Xico Sá, 59, ri e diz que o ideal é o escritor iniciar o texto – seja um romance, uma crônica, um conto e, por que não?, uma reportagem – bêbado e lapidar as palavras na sobriedade, como se o andaime da revisão, aquela hora em que você ajeita a sinfonia, o ritmo e as frases de efeito, que não obrigatoriamente estarão bem pontudas ali, fosse sendo ajustado no suor do labor. “Nem precisa ir no Bukowski. Reinaldo Moraes tem isso que eu falei, mas depois ele trabalha como um desgraçado. Tem o bêbado e o operário. É o que dá uma grande obra”, afirma Xico, por telefone, ao Diário da Manhã.

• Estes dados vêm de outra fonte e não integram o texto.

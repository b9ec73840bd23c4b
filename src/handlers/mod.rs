pub mod groups;
pub mod join_requests;
pub mod messages;
pub mod shared;
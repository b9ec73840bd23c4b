use actix_web::web;

use crate::handlers::{groups, join_requests};
use crate::middleware::RateLimiter;

/// Mounted under `/api/v1/groups`.
pub fn configure(cfg: &mut web::ServiceConfig, limits: &RateLimiter) {
    cfg.route("", web::get().to(groups::list_groups))
        .route("", web::post().to(groups::create_group))
        .route("/{group_id}", web::get().to(groups::get_group))
        .route("/{group_id}", web::delete().to(groups::delete_group))
        .service(
            web::resource("/{group_id}/join-requests")
                .wrap(limits.join_requests())
                .route(web::get().to(join_requests::list_join_requests))
                .route(web::post().to(join_requests::request_to_join)),
        )
        .route(
            "/{group_id}/join-requests/{request_id}/accept",
            web::post().to(join_requests::accept_join_request),
        )
        .route(
            "/{group_id}/join-requests/{request_id}/reject",
            web::post().to(join_requests::reject_join_request),
        )
        .route(
            "/{group_id}/members/{user_id}",
            web::delete().to(join_requests::remove_member),
        );
}
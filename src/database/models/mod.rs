pub mod group;
pub mod join_request;
pub(crate) mod macros;
pub mod membership;
pub mod message;
pub mod profile;

// Re-export all models for easy importing
pub use group::*;
pub use join_request::*;
pub use membership::*;
pub use message::*;
pub use profile::*;
#[tokio::test]
async fn listing_reports_relationship_and_count_per_group() {
    let ctx = TestContext::new();
    let viewer = ctx.create_user().await;
    let own = ctx.create_group(viewer, 3).await;
    let (joined, _) = ctx.group_with_members(4, 2).await;
    let (requested, _) = ctx.group_with_members(4, 0).await;
    ctx.request(&requested, viewer).await;
    let request = ctx.request(&joined, viewer).await;
    ctx.state
        .membership
        .resolve_request(joined.id, request.id, ResolveAction::Accept, joined.owner_id)
        .await
        .unwrap();

    let listing = ctx.state.membership.list_groups(viewer, None).await.unwrap();
    assert_eq!(listing.len(), 3);

    let find = |id| listing.iter().find(|s| s.group.id == id).unwrap();
    assert_eq!(find(own.id).relationship, Relationship::Owner);
    assert_eq!(find(own.id).member_count, 1);
    assert_eq!(find(joined.id).relationship, Relationship::Member);
    assert_eq!(find(joined.id).member_count, 4);
    assert_eq!(find(requested.id).relationship, Relationship::PendingRequester);

    // Newest first
    assert_eq!(listing[0].group.id, requested.id);
}

#[tokio::test]
async fn listing_filters_by_search_term() {
    let ctx = TestContext::new();
    let viewer = ctx.create_user().await;
    let owner = ctx.create_user().await;
    let mut input = common::group_input(4);
    input.project_name = "Autonomous Drone".to_string();
    let drone = ctx
        .state
        .membership
        .create_group(owner, input)
        .await
        .unwrap();
    let mut input = common::group_input(4);
    input.project_name = "Protein Folding".to_string();
    input.skills_required = vec!["Biology".to_string()];
    ctx.state
        .membership
        .create_group(owner, input)
        .await
        .unwrap();

    let listing = ctx
        .state
        .membership
        .list_groups(viewer, Some("drone"))
        .await
        .unwrap();

    assert_eq!(listing.len(), 1);
    assert_eq!(listing[0].group.id, drone.id);
}
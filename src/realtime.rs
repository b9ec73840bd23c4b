//! In-process change notification.
//!
//! Store adapters publish a [`ChangeEvent`] after every committed mutation and
//! any number of subscribers receive it on a per-group channel. Events are only
//! delivered to subscribers that were listening when the event was published.

use std::pin::Pin;
use std::sync::Arc;

use dashmap::DashMap;
use futures::Stream;
use serde::{Deserialize, Serialize};
use tokio::sync::broadcast;
use tokio_stream::StreamExt;
use tokio_stream::wrappers::BroadcastStream;
use uuid::Uuid;

use crate::database::models::{Group, JoinRequest, Membership, Message};

pub const DEFAULT_CHANNEL_CAPACITY: usize = 256;

#[derive(Debug, Clone, Copy, PartialEq, Eq, Hash, Serialize, Deserialize)]
#[serde(rename_all = "snake_case")]
pub enum Relation {
    Groups,
    Memberships,
    JoinRequests,
    Messages,
}

#[derive(Debug, Clone, Copy, PartialEq, Eq, Serialize, Deserialize)]
#[serde(rename_all = "snake_case")]
pub enum ChangeOp {
    Insert,
    Update,
    Delete,
}

#[derive(Debug, Clone, PartialEq, Serialize, Deserialize)]
#[serde(tag = "relation", content = "row", rename_all = "snake_case")]
pub enum Row {
    Group(Group),
    Membership(Membership),
    JoinRequest(JoinRequest),
    Message(Message),
}

impl Row {
    pub fn relation(&self) -> Relation {
        match self {
            Row::Group(_) => Relation::Groups,
            Row::Membership(_) => Relation::Memberships,
            Row::JoinRequest(_) => Relation::JoinRequests,
            Row::Message(_) => Relation::Messages,
        }
    }

    pub fn group_id(&self) -> Uuid {
        match self {
            Row::Group(group) => group.id,
            Row::Membership(membership) => membership.group_id,
            Row::JoinRequest(request) => request.group_id,
            Row::Message(message) => message.group_id,
        }
    }
}

#[derive(Debug, Clone, PartialEq, Serialize, Deserialize)]
pub struct ChangeEvent {
    pub op: ChangeOp,
    #[serde(flatten)]
    pub row: Row,
}

impl ChangeEvent {
    pub fn insert(row: Row) -> Self {
        Self {
            op: ChangeOp::Insert,
            row,
        }
    }

    pub fn update(row: Row) -> Self {
        Self {
            op: ChangeOp::Update,
            row,
        }
    }

    pub fn delete(row: Row) -> Self {
        Self {
            op: ChangeOp::Delete,
            row,
        }
    }
}

/// Live feed of change events. Dropping it tears the subscription down.
pub type ChangeStream = Pin<Box<dyn Stream<Item = ChangeEvent> + Send>>;

type ChannelKey = (Relation, Uuid);

#[derive(Clone)]
pub struct Notifier {
    channels: Arc<DashMap<ChannelKey, broadcast::Sender<ChangeEvent>>>,
    capacity: usize,
}

impl Notifier {
    pub fn new(capacity: usize) -> Self {
        Self {
            channels: Arc::new(DashMap::new()),
            capacity: capacity.max(1),
        }
    }

    fn channel(&self, key: ChannelKey) -> broadcast::Sender<ChangeEvent> {
        self.channels
            .entry(key)
            .or_insert_with(|| broadcast::channel(self.capacity).0)
            .clone()
    }

    pub fn publish(&self, event: ChangeEvent) {
        let key = (event.row.relation(), event.row.group_id());
        let op = event.op;

        // Nobody listening is fine
        if let Some(tx) = self.channels.get(&key) {
            let delivered = tx.send(event).unwrap_or(0);
            log::debug!(
                "Published {:?} on {:?} for group {} to {} subscriber(s)",
                op,
                key.0,
                key.1,
                delivered
            );
        }
    }

    pub fn subscribe(&self, relation: Relation, group_id: Uuid) -> ChangeStream {
        let rx = self.channel((relation, group_id)).subscribe();

        // A lagged receiver skips what it missed; clients reload to resync
        let stream = BroadcastStream::new(rx).filter_map(|result| result.ok());

        Box::pin(stream)
    }

    /// Drop channels nobody listens to anymore, e.g. after a group is deleted.
    pub fn prune(&self) {
        self.channels.retain(|_, tx| tx.receiver_count() > 0);
    }

    pub fn channel_count(&self) -> usize {
        self.channels.len()
    }
}

impl Default for Notifier {
    fn default() -> Self {
        Self::new(DEFAULT_CHANNEL_CAPACITY)
    }
}
use actix_web::{
    Error as ActixError, FromRequest, HttpRequest, dev::Payload, error::ErrorUnauthorized,
    web::Data,
};
use anyhow::Result;
use chrono::{Duration, Utc};
use jsonwebtoken::{Algorithm, DecodingKey, EncodingKey, Header, Validation, decode, encode};
use serde::{Deserialize, Serialize};
use std::future::{Ready, ready};
use uuid::Uuid;

use crate::config::Config;

/// Access-token claims. Tokens are issued by the auth provider and signed
/// with the shared `JWT_SECRET`.
#[derive(Debug, Clone, Serialize, Deserialize)]
pub struct Claims {
    pub sub: Uuid, // user id
    #[serde(default)]
    pub email: Option<String>,
    pub exp: usize, // expiration time
}

impl Claims {
    pub fn new(user_id: Uuid, email: Option<String>, valid_for: Duration) -> Self {
        Self {
            sub: user_id,
            email,
            exp: (Utc::now() + valid_for).timestamp() as usize,
        }
    }

    pub fn user_id(&self) -> Uuid {
        self.sub
    }

    pub fn encode(&self, secret: &str) -> Result<String> {
        Ok(encode(
            &Header::default(),
            self,
            &EncodingKey::from_secret(secret.as_ref()),
        )?)
    }

    pub fn decode(token: &str, secret: &str) -> Result<Self> {
        let token_data = decode::<Claims>(
            token,
            &DecodingKey::from_secret(secret.as_ref()),
            &Validation::new(Algorithm::HS256),
        )?;
        Ok(token_data.claims)
    }
}

impl FromRequest for Claims {
    type Error = ActixError;
    type Future = Ready<Result<Self, Self::Error>>;

    fn from_request(req: &HttpRequest, _payload: &mut Payload) -> Self::Future {
        let token = req
            .headers()
            .get("Authorization")
            .and_then(|h| h.to_str().ok())
            .and_then(|h| h.strip_prefix("Bearer "));

        let Some(token) = token else {
            return ready(Err(ErrorUnauthorized(
                "Missing or invalid authorization header",
            )));
        };

        let Some(config) = req.app_data::<Data<Config>>() else {
            log::error!("Config missing from app data; cannot verify tokens");
            return ready(Err(ErrorUnauthorized("Invalid token")));
        };

        match Claims::decode(token, &config.jwt_secret) {
            Ok(claims) => ready(Ok(claims)),
            Err(err) => {
                log::debug!("Rejected bearer token: {}", err);
                ready(Err(ErrorUnauthorized("Invalid token")))
            }
        }
    }
}
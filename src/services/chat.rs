//! Group chat: member-only history and sending, plus the client-side view
//! that merges history with the live feed.

use std::collections::HashSet;
use std::sync::Arc;

use chrono::{TimeZone, Utc};
use futures::{StreamExt, stream};
use uuid::Uuid;

use crate::database::{
    DataStore,
    models::{DisplayMessage, Group, MAX_MESSAGE_LENGTH, Message, NewMessage},
};
use crate::error::{AppError, AppResult};
use crate::realtime::{ChangeEvent, ChangeOp, ChangeStream, Relation, Row};

#[derive(Clone)]
pub struct ChatRelay {
    store: Arc<dyn DataStore>,
}

impl ChatRelay {
    pub fn new(store: Arc<dyn DataStore>) -> Self {
        Self { store }
    }

    /// Only the owner and current members may read or write.
    pub async fn authorize(&self, group_id: Uuid, user_id: Uuid) -> AppResult<Group> {
        let group = self
            .store
            .get_group(group_id)
            .await?
            .ok_or_else(|| AppError::NotFound(format!("Group {} not found", group_id)))?;

        if group.is_owner(user_id) {
            return Ok(group);
        }

        let is_member = self
            .store
            .list_memberships(group_id)
            .await?
            .iter()
            .any(|m| m.user_id == user_id);

        if is_member {
            Ok(group)
        } else {
            Err(AppError::Unauthorized(
                "Only group members can use the chat".to_string(),
            ))
        }
    }

    /// History snapshot, oldest first with id as tie breaker.
    pub async fn load(&self, group_id: Uuid, viewer_id: Uuid) -> AppResult<Vec<Message>> {
        self.authorize(group_id, viewer_id).await?;

        let mut messages = self.store.list_messages(group_id).await?;
        messages.sort_by_key(Message::sort_key);
        Ok(messages)
    }

    /// Writes the message. The sender's own view picks it up from the live
    /// feed like everyone else's, so nothing is appended locally.
    pub async fn send(&self, group_id: Uuid, sender_id: Uuid, text: &str) -> AppResult<Message> {
        let text = text.trim();
        if text.is_empty() {
            return Err(AppError::BadRequest("Message cannot be empty".to_string()));
        }
        if text.chars().count() > MAX_MESSAGE_LENGTH {
            return Err(AppError::BadRequest(format!(
                "Message must be at most {} characters",
                MAX_MESSAGE_LENGTH
            )));
        }

        self.authorize(group_id, sender_id).await?;

        let message = self
            .store
            .insert_message(NewMessage {
                group_id,
                sender_id,
                text: text.to_string(),
                created_at: Utc::now(),
            })
            .await?;

        log::debug!(
            "User {} sent message {} to group {}",
            sender_id,
            message.id,
            group_id
        );
        Ok(message)
    }

    pub async fn subscribe(&self, relation: Relation, group_id: Uuid) -> AppResult<ChangeStream> {
        Ok(self.store.subscribe(relation, group_id).await?)
    }
}

/// Ordered, de-duplicated message list for one group.
#[derive(Debug, Default, Clone)]
pub struct ChatView {
    messages: Vec<Message>,
    seen: HashSet<Uuid>,
}

impl ChatView {
    pub fn new() -> Self {
        Self::default()
    }

    /// Merges a history snapshot. Returns how many messages were new.
    pub fn merge_snapshot(&mut self, snapshot: Vec<Message>) -> usize {
        let before = self.messages.len();
        for message in snapshot {
            if self.seen.insert(message.id) {
                self.messages.push(message);
            }
        }
        self.messages.sort_by_key(Message::sort_key);
        self.messages.len() - before
    }

    /// Appends a pushed message unless it is already present.
    pub fn on_remote_insert(&mut self, message: Message) -> bool {
        if !self.seen.insert(message.id) {
            return false;
        }
        let key = message.sort_key();
        let at = self.messages.partition_point(|m| m.sort_key() <= key);
        self.messages.insert(at, message);
        true
    }

    pub fn messages(&self) -> &[Message] {
        &self.messages
    }

    pub fn len(&self) -> usize {
        self.messages.len()
    }

    pub fn is_empty(&self) -> bool {
        self.messages.is_empty()
    }
}

/// Marks every message that starts a new calendar day in `tz`.
pub fn day_groups<Tz: TimeZone>(messages: &[Message], tz: &Tz) -> Vec<DisplayMessage> {
    let mut previous_day = None;

    messages
        .iter()
        .map(|message| {
            let day = message.created_at.with_timezone(tz).date_naive();
            let starts_new_day = previous_day != Some(day);
            previous_day = Some(day);

            DisplayMessage {
                message: message.clone(),
                starts_new_day,
            }
        })
        .collect()
}

#[derive(Debug, Clone, Copy, PartialEq, Eq)]
pub enum SubscriptionState {
    Disconnected,
    Connecting,
    Live,
}

/// True when the event ends `viewer_id`'s access to the group's chat.
fn revokes_access(event: &ChangeEvent, viewer_id: Uuid) -> bool {
    match (event.op, &event.row) {
        (ChangeOp::Delete, Row::Group(_)) => true,
        (ChangeOp::Delete, Row::Membership(membership)) => membership.user_id == viewer_id,
        _ => false,
    }
}

struct Feeds {
    viewer_id: Uuid,
    messages: ChangeStream,
    /// Membership and group changes for the same group.
    access: ChangeStream,
}

enum Delivery {
    Access(Option<ChangeEvent>),
    Message(Option<ChangeEvent>),
}

/// A viewer's live chat for one group.
///
/// `open` subscribes before loading history so that nothing committed in
/// between is missed; rows delivered by both are merged by id. The session
/// closes itself when the viewer is removed or the group is deleted.
pub struct ChatSession {
    group_id: Uuid,
    state: SubscriptionState,
    view: ChatView,
    feeds: Option<Feeds>,
}

impl ChatSession {
    pub fn new(group_id: Uuid) -> Self {
        Self {
            group_id,
            state: SubscriptionState::Disconnected,
            view: ChatView::new(),
            feeds: None,
        }
    }

    pub fn group_id(&self) -> Uuid {
        self.group_id
    }

    pub fn state(&self) -> SubscriptionState {
        self.state
    }

    pub fn view(&self) -> &ChatView {
        &self.view
    }

    /// Connects and returns the history snapshot.
    pub async fn open(&mut self, relay: &ChatRelay, viewer_id: Uuid) -> AppResult<Vec<Message>> {
        if self.state != SubscriptionState::Disconnected {
            self.close();
        }

        let group_id = self.group_id;
        relay.authorize(group_id, viewer_id).await?;
        self.state = SubscriptionState::Connecting;

        let connected = async {
            let messages = relay.subscribe(Relation::Messages, group_id).await?;
            let memberships = relay.subscribe(Relation::Memberships, group_id).await?;
            let groups = relay.subscribe(Relation::Groups, group_id).await?;
            // Re-checks access after the subscriptions exist
            let history = relay.load(group_id, viewer_id).await?;

            let access: ChangeStream = Box::pin(stream::select(memberships, groups));
            let feeds = Feeds {
                viewer_id,
                messages,
                access,
            };
            Ok::<_, AppError>((feeds, history))
        }
        .await;

        match connected {
            Ok((feeds, history)) => {
                self.view.merge_snapshot(history);
                self.feeds = Some(feeds);
                self.state = SubscriptionState::Live;
                log::debug!("Chat session for group {} is live", group_id);
                Ok(self.view.messages().to_vec())
            }
            Err(err) => {
                self.close();
                Err(err)
            }
        }
    }

    /// Waits for the next message not seen before. `None` once the session is
    /// closed, the feed ends, or the viewer loses access.
    pub async fn next_message(&mut self) -> Option<Message> {
        loop {
            let feeds = self.feeds.as_mut()?;
            let viewer_id = feeds.viewer_id;

            // Access changes already queued win over queued messages
            let delivery = tokio::select! {
                biased;
                event = feeds.access.next() => Delivery::Access(event),
                event = feeds.messages.next() => Delivery::Message(event),
            };

            match delivery {
                Delivery::Access(Some(event)) => {
                    if revokes_access(&event, viewer_id) {
                        log::info!(
                            "Closing chat session of user {} for group {}: access revoked",
                            viewer_id,
                            self.group_id
                        );
                        self.close();
                        return None;
                    }
                }
                Delivery::Message(Some(ChangeEvent {
                    op: ChangeOp::Insert,
                    row: Row::Message(message),
                })) => {
                    if self.view.on_remote_insert(message.clone()) {
                        return Some(message);
                    }
                }
                Delivery::Message(Some(_)) => {}
                Delivery::Access(None) | Delivery::Message(None) => {
                    self.close();
                    return None;
                }
            }
        }
    }

    pub fn close(&mut self) {
        self.feeds = None;
        self.state = SubscriptionState::Disconnected;
    }
}

#[cfg(test)]
mod tests {
    use super::*;
    use crate::database::models::Membership;
    use chrono::{Duration, FixedOffset};
    use pretty_assertions::assert_eq;

    fn message_at(group_id: Uuid, text: &str, created_at: chrono::DateTime<Utc>) -> Message {
        Message {
            id: Uuid::now_v7(),
            group_id,
            sender_id: Uuid::new_v4(),
            text: text.to_string(),
            created_at,
        }
    }

    #[test]
    fn remote_duplicates_are_dropped() {
        let group_id = Uuid::new_v4();
        let message = message_at(group_id, "hi", Utc::now());
        let mut view = ChatView::new();

        assert!(view.on_remote_insert(message.clone()));
        assert!(!view.on_remote_insert(message));
        assert_eq!(view.len(), 1);
    }

    #[test]
    fn snapshot_and_feed_overlap_is_merged_once() {
        let group_id = Uuid::new_v4();
        let now = Utc::now();
        let first = message_at(group_id, "first", now - Duration::minutes(2));
        let second = message_at(group_id, "second", now - Duration::minutes(1));
        let mut view = ChatView::new();

        // Live feed delivered `second` before the history arrived
        view.on_remote_insert(second.clone());
        let added = view.merge_snapshot(vec![first.clone(), second.clone()]);

        assert_eq!(added, 1);
        let texts: Vec<&str> = view.messages().iter().map(|m| m.text.as_str()).collect();
        assert_eq!(texts, vec!["first", "second"]);
    }

    #[test]
    fn snapshot_is_ordered_by_time_then_id() {
        let group_id = Uuid::new_v4();
        let at = Utc::now();
        let a = message_at(group_id, "a", at);
        let b = message_at(group_id, "b", at);
        let earlier = message_at(group_id, "earlier", at - Duration::seconds(1));
        let mut view = ChatView::new();

        view.merge_snapshot(vec![b, earlier, a]);

        let texts: Vec<&str> = view.messages().iter().map(|m| m.text.as_str()).collect();
        assert_eq!(texts, vec!["earlier", "a", "b"]);
    }

    #[test]
    fn late_remote_insert_lands_in_time_order() {
        let group_id = Uuid::new_v4();
        let now = Utc::now();
        let mut view = ChatView::new();

        view.on_remote_insert(message_at(group_id, "10:05", now));
        view.on_remote_insert(message_at(group_id, "09:59", now - Duration::minutes(6)));

        let texts: Vec<&str> = view.messages().iter().map(|m| m.text.as_str()).collect();
        assert_eq!(texts, vec!["09:59", "10:05"]);
    }

    #[test]
    fn day_markers_follow_viewer_timezone() {
        let group_id = Uuid::new_v4();
        let base = Utc.with_ymd_and_hms(2024, 3, 10, 22, 30, 0).unwrap();
        let messages = vec![
            message_at(group_id, "late", base),
            message_at(group_id, "later", base + Duration::minutes(20)),
            message_at(group_id, "after midnight utc", base + Duration::minutes(95)),
        ];

        let utc_flags: Vec<bool> = day_groups(&messages, &Utc)
            .iter()
            .map(|m| m.starts_new_day)
            .collect();
        assert_eq!(utc_flags, vec![true, false, true]);

        // UTC+2: all three fall on 11 March
        let plus_two = FixedOffset::east_opt(2 * 3600).unwrap();
        let local_flags: Vec<bool> = day_groups(&messages, &plus_two)
            .iter()
            .map(|m| m.starts_new_day)
            .collect();
        assert_eq!(local_flags, vec![true, false, false]);
    }

    #[test]
    fn day_groups_of_nothing_is_empty() {
        assert!(day_groups(&[], &Utc).is_empty());
    }

    #[test]
    fn only_removals_of_the_viewer_or_the_group_revoke_access() {
        let group_id = Uuid::new_v4();
        let viewer = Uuid::new_v4();
        let membership = |user_id| Membership {
            group_id,
            user_id,
            created_at: Utc::now(),
        };

        let own = ChangeEvent::delete(Row::Membership(membership(viewer)));
        let other = ChangeEvent::delete(Row::Membership(membership(Uuid::new_v4())));
        let joined = ChangeEvent::insert(Row::Membership(membership(viewer)));

        assert!(revokes_access(&own, viewer));
        assert!(!revokes_access(&other, viewer));
        assert!(!revokes_access(&joined, viewer));
    }

    #[test]
    fn new_session_is_disconnected() {
        let session = ChatSession::new(Uuid::new_v4());
        assert_eq!(session.state(), SubscriptionState::Disconnected);
        assert!(session.view().is_empty());
    }
}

Francisco Reginaldo de Sá Menezes, cearense do Crato, formado em jornalismo pela UFPE, repórter investigativo que encontrou o paradeiro de PC Farias no Collorgate, cronista, romancista, comentarista de futebol, devoto a Nelson Rodrigues, Paulo Mendes Campos e Antonio Maria, existencialista fã de Jean-Paul Sartre, amigo de Doutor Sócrates, boêmio, santista… Xico nunca negou que exibe uma extensa ficha corrida. É o que ele compartilhará nesta terça-feira, 26, a partir das 19h30, no Teatro Goiânia, durante o terceiro bate-papo do ciclo de palestras Diálogos Contemporâneos.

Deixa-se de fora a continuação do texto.